## What is required:
Reply with one number: the count of lines in the data that hold the string "CancellationToken".

[[ Dataset content open ]]

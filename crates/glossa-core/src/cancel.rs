use tokio_util::sync::CancellationToken;

/// Identity of one in-flight operation.
///
/// A ticket is never reused: once its operation settles it is dropped.
#[derive(Clone, Debug)]
pub struct OperationTicket {
    epoch: u64,
    token: CancellationToken,
}

impl OperationTicket {
    pub fn epoch(&self) -> u64 {
        self.epoch
    }

    pub fn token(&self) -> &CancellationToken {
        &self.token
    }

    pub fn is_cancelled(&self) -> bool {
        self.token.is_cancelled()
    }
}

/// Tracks the single in-flight operation of one kind.
///
/// Each `begin` bumps the epoch and cancels the previous token, so a stale
/// continuation can detect supersession by comparing its ticket against the
/// slot at every resumption point.
#[derive(Debug, Default)]
pub struct OperationSlot {
    epoch: u64,
    active: Option<CancellationToken>,
}

impl OperationSlot {
    pub fn new() -> Self {
        Self::default()
    }

    /// Cancels the current operation (if any) and starts a new one.
    pub fn begin(&mut self) -> OperationTicket {
        self.cancel();
        let token = CancellationToken::new();
        self.active = Some(token.clone());
        OperationTicket {
            epoch: self.epoch,
            token,
        }
    }

    /// Cancels the current operation without starting a new one.
    pub fn cancel(&mut self) {
        if let Some(token) = self.active.take() {
            token.cancel();
        }
        self.epoch = self.epoch.wrapping_add(1);
    }

    /// Whether `ticket` still belongs to the most recently started operation.
    pub fn is_current(&self, ticket: &OperationTicket) -> bool {
        self.epoch == ticket.epoch && !ticket.token.is_cancelled()
    }

    /// Releases the slot if `ticket` is still current.
    pub fn finish(&mut self, ticket: &OperationTicket) {
        if self.is_current(ticket) {
            self.active = None;
        }
    }

    #[cfg(test)]
    fn is_active(&self) -> bool {
        self.active.is_some()
    }
}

[[ Dataset content closed ]]

## Problem solution:
5